The wide variability found in the fumes most likely stem from the trash piles containing many different organic and plastic materials. It is also a result of smouldering, incomplete combustion, which offers at least one insight into how the practice might be improved.

“From our tests, we found that somebody standing near one of these fires is getting a dose of toxins 1,000 times greater than they would from ambient air. To put it another way, a person would only need to breathe these particles for a minute to get an entire day’s worth of hazardous particulate matter,” said Michael Bergin, professor at Duke, who led the team. “Roadside trash burning is largely un-examined as a factor that influences air quality, radiative forcing, and human health even though it is ubiquitously practised throughout India. Our results indicate that near trash-burning sources, exposure to toxic particulate matter can be extremely high,” the researchers reported in the journal Atmospheric Environment.
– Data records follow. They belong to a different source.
//! Engine configuration: built-in defaults, an optional TOML file, then
//! environment overrides, then validation.

use std::collections::BTreeMap;
use std::path::Path;

use serde::Deserialize;

use crate::compliance::{
    ComplianceClassifier, ComplianceThresholds, DEFAULT_COMPLIANT_THRESHOLD,
    DEFAULT_WARNING_THRESHOLD, RequiredEquipment, ScoringMethod,
};
use crate::detection::{Category, ModelId};
use crate::ensemble::{AggregationMethod, RoundingPolicy};
use crate::error::ConfigError;

pub const DEFAULT_CONFIDENCE_THRESHOLD: f32 = 0.25;
pub const DEFAULT_IOU_THRESHOLD: f32 = 0.45;
pub const DEFAULT_MIN_VOTES: usize = 2;
pub const DEFAULT_LATENCY_LOG_CAPACITY: usize = 256;
pub const DEFAULT_MODEL_WEIGHT: f32 = 1.0;

/// Trust assigned to each model, validated once at startup.
///
/// Models without an explicit entry weigh [`DEFAULT_MODEL_WEIGHT`].
#[derive(Debug, Clone, Default, PartialEq)]
pub struct ModelWeights {
    weights: BTreeMap<ModelId, f32>,
}

impl ModelWeights {
    pub fn new<I, K>(entries: I) -> Result<Self, ConfigError>
    where
        I: IntoIterator<Item = (K, f32)>,
        K: Into<ModelId>,
    {
        let mut weights = BTreeMap::new();
        for (model, weight) in entries {
            let model = model.into();
            if !weight.is_finite() || weight < 0.0 {
                return Err(ConfigError::InvalidWeight { model, weight });
            }
            weights.insert(model, weight);
        }
        Ok(Self { weights })
    }

    pub fn weight(&self, model: &ModelId) -> f32 {
        self.weights
            .get(model)
            .copied()
            .unwrap_or(DEFAULT_MODEL_WEIGHT)
    }

    /// Reject entries naming models that are not loaded.
    pub fn validate_against<'a, I>(&self, known: I) -> Result<(), ConfigError>
    where
        I: IntoIterator<Item = &'a ModelId>,
    {
        let known: Vec<&ModelId> = known.into_iter().collect();
        match self.weights.keys().find(|id| !known.contains(id)) {
            Some(unknown) => Err(ConfigError::UnknownModel(unknown.clone())),
            None => Ok(()),
        }
    }

    pub fn iter(&self) -> impl Iterator<Item = (&ModelId, f32)> {
        self.weights.iter().map(|(id, w)| (id, *w))
    }
}

#[derive(Debug, Deserialize, Default)]
#[serde(deny_unknown_fields)]
struct EngineConfigFile {
    primary_model: Option<String>,
    model_weights: Option<BTreeMap<String, f32>>,
    ensemble: Option<EnsembleConfigFile>,
    detection: Option<DetectionConfigFile>,
    compliance: Option<ComplianceConfigFile>,
    diagnostics: Option<DiagnosticsConfigFile>,
}

#[derive(Debug, Deserialize, Default)]
#[serde(deny_unknown_fields)]
struct EnsembleConfigFile {
    enabled: Option<bool>,
    camera: Option<bool>,
    aggregation_method: Option<AggregationMethod>,
    min_votes: Option<usize>,
    rounding_policy: Option<RoundingPolicy>,
}

#[derive(Debug, Deserialize, Default)]
#[serde(deny_unknown_fields)]
struct DetectionConfigFile {
    confidence_threshold: Option<f32>,
    iou_threshold: Option<f32>,
}

#[derive(Debug, Deserialize, Default)]
#[serde(deny_unknown_fields)]
struct ComplianceConfigFile {
    compliant_threshold: Option<f64>,
    warning_threshold: Option<f64>,
    scoring: Option<ScoringMethod>,
    required: Option<BTreeMap<String, f64>>,
}

#[derive(Debug, Deserialize, Default)]
#[serde(deny_unknown_fields)]
struct DiagnosticsConfigFile {
    latency_log_capacity: Option<usize>,
}

/// Validated configuration consumed by [`Engine`](crate::Engine).
#[derive(Debug, Clone)]
pub struct EngineConfig {
    pub model_weights: ModelWeights,
    /// Model used in single-model mode; the first registered one when unset.
    pub primary_model: Option<ModelId>,
    /// Master switch; ensemble mode never runs when false.
    pub ensemble_enabled: bool,
    /// Default mode for camera frames, which favor latency.
    pub camera_ensemble: bool,
    pub confidence_threshold: f32,
    pub iou_threshold: f32,
    pub aggregation_method: AggregationMethod,
    pub min_votes: usize,
    pub rounding_policy: RoundingPolicy,
    pub compliance: ComplianceSettings,
    pub latency_log_capacity: usize,
}

#[derive(Debug, Clone, Default)]
pub struct ComplianceSettings {
    pub thresholds: ComplianceThresholds,
    pub required: RequiredEquipment,
    pub scoring: ScoringMethod,
}

impl ComplianceSettings {
    pub fn classifier(&self) -> ComplianceClassifier {
        ComplianceClassifier::new(self.thresholds, self.required.clone(), self.scoring)
    }
}

impl Default for EngineConfig {
    fn default() -> Self {
        Self {
            model_weights: ModelWeights::default(),
            primary_model: None,
            ensemble_enabled: true,
            camera_ensemble: false,
            confidence_threshold: DEFAULT_CONFIDENCE_THRESHOLD,
            iou_threshold: DEFAULT_IOU_THRESHOLD,
            aggregation_method: AggregationMethod::default(),
            min_votes: DEFAULT_MIN_VOTES,
            rounding_policy: RoundingPolicy::default(),
            compliance: ComplianceSettings::default(),
            latency_log_capacity: DEFAULT_LATENCY_LOG_CAPACITY,
        }
    }
}

impl EngineConfig {
    /// Load from `PPE_CONFIG` (when set), then apply environment overrides.
    pub fn load() -> Result<Self, ConfigError> {
        let path = std::env::var("PPE_CONFIG").ok();
        Self::load_from(path.as_deref().map(Path::new))
    }

    /// Load from an explicit file (or defaults when `None`), then apply
    /// environment overrides.
    pub fn load_from(path: Option<&Path>) -> Result<Self, ConfigError> {
        let file_cfg = match path {
            Some(path) => read_config_file(path)?,
            None => EngineConfigFile::default(),
        };
        let mut cfg = Self::from_file(file_cfg)?;
        cfg.apply_env_with(|var| std::env::var(var).ok())?;
        cfg.validate()?;
        Ok(cfg)
    }

    /// Parse a TOML document without touching the environment.
    pub fn from_toml_str(raw: &str) -> Result<Self, ConfigError> {
        let file_cfg: EngineConfigFile =
            toml::from_str(raw).map_err(|source| ConfigError::Parse {
                path: "<inline>".into(),
                source,
            })?;
        let cfg = Self::from_file(file_cfg)?;
        cfg.validate()?;
        Ok(cfg)
    }

    fn from_file(file: EngineConfigFile) -> Result<Self, ConfigError> {
        let defaults = Self::default();
        let ensemble = file.ensemble.unwrap_or_default();
        let detection = file.detection.unwrap_or_default();
        let compliance = file.compliance.unwrap_or_default();

        let model_weights = match file.model_weights {
            Some(weights) => ModelWeights::new(weights)?,
            None => defaults.model_weights,
        };
        let thresholds = ComplianceThresholds::new(
            compliance
                .compliant_threshold
                .unwrap_or(DEFAULT_COMPLIANT_THRESHOLD),
            compliance
                .warning_threshold
                .unwrap_or(DEFAULT_WARNING_THRESHOLD),
        )?;
        let required = match compliance.required {
            Some(required) => {
                let entries = required
                    .into_iter()
                    .map(|(name, weight)| Ok((name.parse::<Category>()?, weight)))
                    .collect::<Result<Vec<_>, ConfigError>>()?;
                RequiredEquipment::new(entries)?
            }
            None => RequiredEquipment::default(),
        };

        Ok(Self {
            model_weights,
            primary_model: file.primary_model.map(ModelId::from),
            ensemble_enabled: ensemble.enabled.unwrap_or(defaults.ensemble_enabled),
            camera_ensemble: ensemble.camera.unwrap_or(defaults.camera_ensemble),
            confidence_threshold: detection
                .confidence_threshold
                .unwrap_or(defaults.confidence_threshold),
            iou_threshold: detection.iou_threshold.unwrap_or(defaults.iou_threshold),
            aggregation_method: ensemble
                .aggregation_method
                .unwrap_or(defaults.aggregation_method),
            min_votes: ensemble.min_votes.unwrap_or(defaults.min_votes),
            rounding_policy: ensemble.rounding_policy.unwrap_or(defaults.rounding_policy),
            compliance: ComplianceSettings {
                thresholds,
                required,
                scoring: compliance.scoring.unwrap_or_default(),
            },
            latency_log_capacity: file
                .diagnostics
                .and_then(|d| d.latency_log_capacity)
                .unwrap_or(defaults.latency_log_capacity),
        })
    }

    /// Apply `PPE_*` overrides using `lookup` to read variables.
    pub fn apply_env_with<F>(&mut self, lookup: F) -> Result<(), ConfigError>
    where
        F: Fn(&str) -> Option<String>,
    {
        let get = |var: &str| lookup(var).filter(|v| !v.trim().is_empty());

        if let Some(value) = get("PPE_ENSEMBLE_ENABLED") {
            self.ensemble_enabled = parse_env("PPE_ENSEMBLE_ENABLED", &value, parse_bool)?;
        }
        if let Some(value) = get("PPE_CAMERA_ENSEMBLE") {
            self.camera_ensemble = parse_env("PPE_CAMERA_ENSEMBLE", &value, parse_bool)?;
        }
        if let Some(value) = get("PPE_CONFIDENCE_THRESHOLD") {
            self.confidence_threshold =
                parse_env("PPE_CONFIDENCE_THRESHOLD", &value, |v| v.trim().parse().ok())?;
        }
        if let Some(value) = get("PPE_IOU_THRESHOLD") {
            self.iou_threshold =
                parse_env("PPE_IOU_THRESHOLD", &value, |v| v.trim().parse().ok())?;
        }
        if let Some(value) = get("PPE_PRIMARY_MODEL") {
            self.primary_model = Some(ModelId::new(value.trim()));
        }
        if let Some(value) = get("PPE_AGGREGATION_METHOD") {
            self.aggregation_method =
                parse_env("PPE_AGGREGATION_METHOD", &value, |v| v.parse().ok())?;
        }
        Ok(())
    }

    pub fn validate(&self) -> Result<(), ConfigError> {
        if !(0.0..=1.0).contains(&self.confidence_threshold) {
            return Err(ConfigError::OutOfRange {
                field: "confidence_threshold",
                value: f64::from(self.confidence_threshold),
            });
        }
        if !(self.iou_threshold > 0.0 && self.iou_threshold <= 1.0) {
            return Err(ConfigError::OutOfRange {
                field: "iou_threshold",
                value: f64::from(self.iou_threshold),
            });
        }
        if self.min_votes == 0 {
            return Err(ConfigError::OutOfRange {
                field: "min_votes",
                value: 0.0,
            });
        }
        if self.latency_log_capacity == 0 {
            return Err(ConfigError::OutOfRange {
                field: "latency_log_capacity",
                value: 0.0,
            });
        }
        Ok(())
    }
}

fn read_config_file(path: &Path) -> Result<EngineConfigFile, ConfigError> {
    let raw = std::fs::read_to_string(path).map_err(|source| ConfigError::Read {
        path: path.to_path_buf(),
        source,
    })?;
    toml::from_str(&raw).map_err(|source| ConfigError::Parse {
        path: path.to_path_buf(),
        source,
    })
}

fn parse_env<T>(
    var: &'static str,
    value: &str,
    parse: impl Fn(&str) -> Option<T>,
) -> Result<T, ConfigError> {
    parse(value).ok_or_else(|| ConfigError::InvalidEnv {
        var,
        value: value.to_string(),
    })
}

fn parse_bool(value: &str) -> Option<bool> {
    match value.trim().to_ascii_lowercase().as_str() {
        "1" | "true" | "yes" | "on" => Some(true),
        "0" | "false" | "no" | "off" => Some(false),
        _ => None,
    }
}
Every year, India generates about 62 million tonnes of municipal solid waste, out of which 5.6 million tonnes are plastic waste, 0.17 million tonnes biomedical waste, 7.90 million tonnes hazardous waste and 15 lakh tonnes e-waste. The waste generation is estimated to rise from 62 million tonnes to about 165 million tonnes by 2030. However, many municipal bodies, including Bruhat Bengaluru Mahanagara Palike, were rapped by the Comptroller and Auditor General in the past for their failure to scientifically dispose off waste.